「大きいことはリスクかチャンスか」 ~デパート型総合広告会社のゆくえ~

 広告業のスケールメリットは、基本的にメディアのバイイングパワーにある。大量に仕入れることができることによって仕入先への大きな影響力を持ち、場合によっては原価率を下げられる。有限で価値の高い広告枠を仕入れる力がそのまま顧客であるクライアントへの影響力を生み、多くの顧客を獲得でき、インクライアントシェアも高められた。また広告マーケティング領域の様々なサービスをワンストップで供給できることには大きな価値がある。総合力ということの意味は非常に大きかった。
 しかし、今いわゆる総合広告会社はクライアントの求めるサービスをワンストップで供給出来てはいない。クライアントが求めるスキルに対して、(特に営業のフロントラインに)知見がない領域が多すぎる。もちろんデジタルがそうだが、デジタルだけではないのだ。世の中に自分が売っている商品をお客にちゃんと説明できない営業マンはいないと思うが、広告業界にはいっぱいいるのだ。
 デパート型の総合広告会社であることのメリットは非常に少なくなってきた。もちろんワンストップでサービス供給する価値は不変だから、スキルを再編できたらいいのだが、いきなり変身できるほど甘くない。
 営業のフロントラインを含め、特定領域に強い広告会社に機能分社する選択を、欧米の広告業界はすでにしている。デジタル特化、ダイレクトマーケティング特化、ブランディング特化、メディア特化、BTL特化・・・という具合だ。その必然性は、AE制という商習慣ゆえというばかりではない。
 
 ただ、日本の総合広告会社の変身は、多少欧米とは違うかもしれない。

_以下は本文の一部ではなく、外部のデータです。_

//! Arena-backed node tree.
//!
//! Nodes are addressed by stable [`NodeId`]s. Children are owned as an ordered
//! list of ids; the parent link is a plain id that [`LayoutTree::attach`]
//! recomputes from the child lists, so it can never disagree with them after
//! an attach and never forms an ownership cycle.

use crate::LayoutError;
use crate::traverse;
use serde::Serialize;
use std::fmt;
use trellis_style::StyleRecord;
use trellis_types::{Edges, Rect};

#[derive(Debug, Clone, Copy, PartialEq, Eq, Hash, PartialOrd, Ord, Serialize)]
pub struct NodeId(u32);

impl NodeId {
    pub(crate) fn from_index(index: usize) -> Self {
        NodeId(index as u32)
    }

    pub fn index(self) -> usize {
        self.0 as usize
    }
}

impl fmt::Display for NodeId {
    fn fmt(&self, f: &mut fmt::Formatter<'_>) -> fmt::Result {
        write!(f, "#{}", self.0)
    }
}

#[derive(Debug, Clone, Default)]
pub struct Node {
    name: Option<String>,
    style: StyleRecord,
    children: Vec<NodeId>,
    parent: Option<NodeId>,
    pub(crate) metrics: Option<Rect>,
    pub(crate) resolved_margin: Option<Edges<f32>>,
    pub(crate) resolved_border_box: Option<Rect>,
    pub(crate) resolved_content_box: Option<Rect>,
}

impl Node {
    /// Debug name, if one was given.
    pub fn name(&self) -> Option<&str> {
        self.name.as_deref()
    }

    pub fn style(&self) -> &StyleRecord {
        &self.style
    }

    pub fn children(&self) -> &[NodeId] {
        &self.children
    }

    /// The immediate ancestor. Only valid after [`LayoutTree::attach`].
    pub fn parent(&self) -> Option<NodeId> {
        self.parent
    }

    pub fn is_leaf(&self) -> bool {
        self.children.is_empty()
    }

    /// Absolute border-box geometry from the last completed layout pass.
    pub fn metrics(&self) -> Option<Rect> {
        self.metrics
    }

    pub fn resolved_margin(&self) -> Option<Edges<f32>> {
        self.resolved_margin
    }

    pub fn resolved_border_box(&self) -> Option<Rect> {
        self.resolved_border_box
    }

    pub fn resolved_content_box(&self) -> Option<Rect> {
        self.resolved_content_box
    }

    fn clear_layout(&mut self) {
        self.metrics = None;
        self.resolved_margin = None;
        self.resolved_border_box = None;
        self.resolved_content_box = None;
    }
}

#[derive(Debug, Clone, Default)]
pub struct LayoutTree {
    nodes: Vec<Node>,
}

impl LayoutTree {
    pub fn new() -> Self {
        Self::default()
    }

    pub fn with_capacity(capacity: usize) -> Self {
        Self {
            nodes: Vec::with_capacity(capacity),
        }
    }

    pub fn len(&self) -> usize {
        self.nodes.len()
    }

    pub fn is_empty(&self) -> bool {
        self.nodes.is_empty()
    }

    pub fn new_leaf(&mut self, style: StyleRecord) -> NodeId {
        let id = NodeId::from_index(self.nodes.len());
        self.nodes.push(Node {
            style,
            ..Default::default()
        });
        id
    }

    pub fn new_with_children(
        &mut self,
        style: StyleRecord,
        children: &[NodeId],
    ) -> Result<NodeId, LayoutError> {
        for &child in children {
            self.node(child)?;
        }
        let id = self.new_leaf(style);
        self.nodes[id.index()].children = children.to_vec();
        Ok(id)
    }

    pub fn get(&self, id: NodeId) -> Option<&Node> {
        self.nodes.get(id.index())
    }

    pub fn node(&self, id: NodeId) -> Result<&Node, LayoutError> {
        self.get(id).ok_or(LayoutError::UnknownNode(id))
    }

    fn node_mut(&mut self, id: NodeId) -> Result<&mut Node, LayoutError> {
        self.nodes
            .get_mut(id.index())
            .ok_or(LayoutError::UnknownNode(id))
    }

    pub fn children(&self, id: NodeId) -> Result<&[NodeId], LayoutError> {
        Ok(self.node(id)?.children())
    }

    pub fn parent(&self, id: NodeId) -> Result<Option<NodeId>, LayoutError> {
        Ok(self.node(id)?.parent())
    }

    pub fn style(&self, id: NodeId) -> Result<&StyleRecord, LayoutError> {
        Ok(self.node(id)?.style())
    }

    pub fn metrics(&self, id: NodeId) -> Result<Rect, LayoutError> {
        self.node(id)?.metrics().ok_or(LayoutError::NotLaidOut(id))
    }

    pub fn set_name(&mut self, id: NodeId, name: impl Into<String>) -> Result<(), LayoutError> {
        self.node_mut(id)?.name = Some(name.into());
        Ok(())
    }

    pub fn set_style(&mut self, id: NodeId, style: StyleRecord) -> Result<(), LayoutError> {
        self.node_mut(id)?.style = style;
        self.invalidate(id);
        Ok(())
    }

    pub fn add_child(&mut self, parent: NodeId, child: NodeId) -> Result<(), LayoutError> {
        let index = self.node(parent)?.children.len();
        self.insert_child(parent, index, child)
    }

    /// Inserts `child` at `index` (clamped to the current child count).
    pub fn insert_child(
        &mut self,
        parent: NodeId,
        index: usize,
        child: NodeId,
    ) -> Result<(), LayoutError> {
        self.node(child)?;
        let children = &mut self.node_mut(parent)?.children;
        let index = index.min(children.len());
        children.insert(index, child);
        self.invalidate(parent);
        self.invalidate(child);
        Ok(())
    }

    /// Removes the first occurrence of `child`. Returns whether it was present.
    pub fn remove_child(&mut self, parent: NodeId, child: NodeId) -> Result<bool, LayoutError> {
        self.node(child)?;
        let children = &mut self.node_mut(parent)?.children;
        let Some(position) = children.iter().position(|&c| c == child) else {
            return Ok(false);
        };
        children.remove(position);
        self.invalidate(parent);
        self.invalidate(child);
        if let Some(node) = self.nodes.get_mut(child.index()) {
            node.parent = None;
        }
        Ok(true)
    }

    /// Re-establishes parent links for the tree rooted at `root`.
    ///
    /// Idempotent. Fails without touching any node when an id is unknown or a
    /// node is reachable twice (shared child or cycle).
    pub fn attach(&mut self, root: NodeId) -> Result<NodeId, LayoutError> {
        let links = traverse::try_pre_order(self, root)?;
        for (id, parent) in links {
            self.nodes[id.index()].parent = parent;
        }
        Ok(root)
    }

    /// Clears layout results of `id`, its subtree and its ancestor chain.
    fn invalidate(&mut self, id: NodeId) {
        for node_id in traverse::pre_order(self, id) {
            self.nodes[node_id.index()].clear_layout();
        }
        let mut current = self.get(id).and_then(Node::parent);
        let mut remaining = self.nodes.len();
        while let Some(ancestor) = current {
            if remaining == 0 {
                break;
            }
            remaining -= 1;
            let Some(node) = self.nodes.get_mut(ancestor.index()) else {
                break;
            };
            node.clear_layout();
            current = node.parent;
        }
    }

    pub(crate) fn set_parent(&mut self, id: NodeId, parent: NodeId) {
        if let Some(node) = self.nodes.get_mut(id.index()) {
            node.parent = Some(parent);
        }
    }

    pub(crate) fn set_layout(
        &mut self,
        id: NodeId,
        metrics: Rect,
        margin: Edges<f32>,
        content_box: Rect,
    ) {
        if let Some(node) = self.nodes.get_mut(id.index()) {
            node.metrics = Some(metrics);
            node.resolved_margin = Some(margin);
            node.resolved_border_box = Some(metrics);
            node.resolved_content_box = Some(content_box);
        }
    }
}

impl std::ops::Index<NodeId> for LayoutTree {
    type Output = Node;

    fn index(&self, id: NodeId) -> &Self::Output {
        &self.nodes[id.index()]
    }
}

#[cfg(test)]
mod tests {
    use super::*;

    fn leaf(tree: &mut LayoutTree) -> NodeId {
        tree.new_leaf(StyleRecord::default())
    }

    #[test]
    fn test_attach_sets_parents() {
        let mut tree = LayoutTree::new();
        let a = leaf(&mut tree);
        let b = leaf(&mut tree);
        let inner = tree.new_with_children(StyleRecord::default(), &[b]).unwrap();
        let root = tree
            .new_with_children(StyleRecord::default(), &[a, inner])
            .unwrap();

        assert_eq!(tree.attach(root).unwrap(), root);
        assert_eq!(tree.parent(root).unwrap(), None);
        assert_eq!(tree.parent(a).unwrap(), Some(root));
        assert_eq!(tree.parent(inner).unwrap(), Some(root));
        assert_eq!(tree.parent(b).unwrap(), Some(inner));

        // Re-attaching is a no-op.
        tree.attach(root).unwrap();
        assert_eq!(tree.parent(b).unwrap(), Some(inner));
    }

    #[test]
    fn test_attach_rejects_shared_children() {
        let mut tree = LayoutTree::new();
        let shared = leaf(&mut tree);
        let root = tree
            .new_with_children(StyleRecord::default(), &[shared, shared])
            .unwrap();
        assert_eq!(tree.attach(root), Err(LayoutError::MalformedTree(shared)));
        assert_eq!(tree.parent(shared).unwrap(), None);
    }

    #[test]
    fn test_attach_rejects_cycles() {
        let mut tree = LayoutTree::new();
        let a = leaf(&mut tree);
        let b = tree.new_with_children(StyleRecord::default(), &[a]).unwrap();
        tree.add_child(a, b).unwrap();
        assert!(matches!(tree.attach(b), Err(LayoutError::MalformedTree(_))));
    }

    #[test]
    fn test_unknown_nodes() {
        let mut tree = LayoutTree::new();
        let a = leaf(&mut tree);
        let mut other = LayoutTree::new();
        let _ = leaf(&mut other);
        let foreign = leaf(&mut other);
        assert_eq!(
            tree.add_child(a, foreign),
            Err(LayoutError::UnknownNode(foreign))
        );
        assert_eq!(tree.attach(foreign), Err(LayoutError::UnknownNode(foreign)));
    }

    #[test]
    fn test_mutation_invalidates_subtree_and_ancestors() {
        let mut tree = LayoutTree::new();
        let a = leaf(&mut tree);
        let inner = tree.new_with_children(StyleRecord::default(), &[a]).unwrap();
        let root = tree.new_with_children(StyleRecord::default(), &[inner]).unwrap();
        tree.attach(root).unwrap();
        for id in [a, inner, root] {
            tree.set_layout(id, Rect::default(), Edges::zero(), Rect::default());
        }

        tree.set_style(inner, StyleRecord::default()).unwrap();
        assert!(tree[a].metrics().is_none());
        assert!(tree[inner].resolved_content_box().is_none());
        assert!(tree[root].metrics().is_none());
    }

    #[test]
    fn test_insert_and_remove_children() {
        let mut tree = LayoutTree::new();
        let a = leaf(&mut tree);
        let b = leaf(&mut tree);
        let c = leaf(&mut tree);
        let root = tree.new_with_children(StyleRecord::default(), &[a, c]).unwrap();
        tree.insert_child(root, 1, b).unwrap();
        assert_eq!(tree.children(root).unwrap(), &[a, b, c]);

        tree.attach(root).unwrap();
        assert!(tree.remove_child(root, a).unwrap());
        assert!(!tree.remove_child(root, a).unwrap());
        assert_eq!(tree.children(root).unwrap(), &[b, c]);
        assert_eq!(tree.parent(a).unwrap(), None);
    }
}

つまりこのまま広告ビジネスの中心を領域とするのなら、単に機能分社しての強化策も良いが、成長戦略を描くのであれば、それだけでは意味はない。広告ビジネスの真ん中はシュリンクするからだ。自らにスキルのない周辺領域を、そこにスペシャリティのあるプレイヤーと組んで、広告・マーケティングコミュニケーションの知見があるからこそ価値が上がる「新ビジネス開発」をしなければならない。情報商社としてB to B の情報サービスビジネスだけでなく、B to C のメディアコンテンツビジネスまで業態を変貌させなければ成長など見込めない。そのためには大きな会社であること、企業体力が必要だ。
 大きいことは現業ではマイナスだが、本当に変貌して成長するには必要条件ではある。それを広告業と呼ぶかは別にして・・・。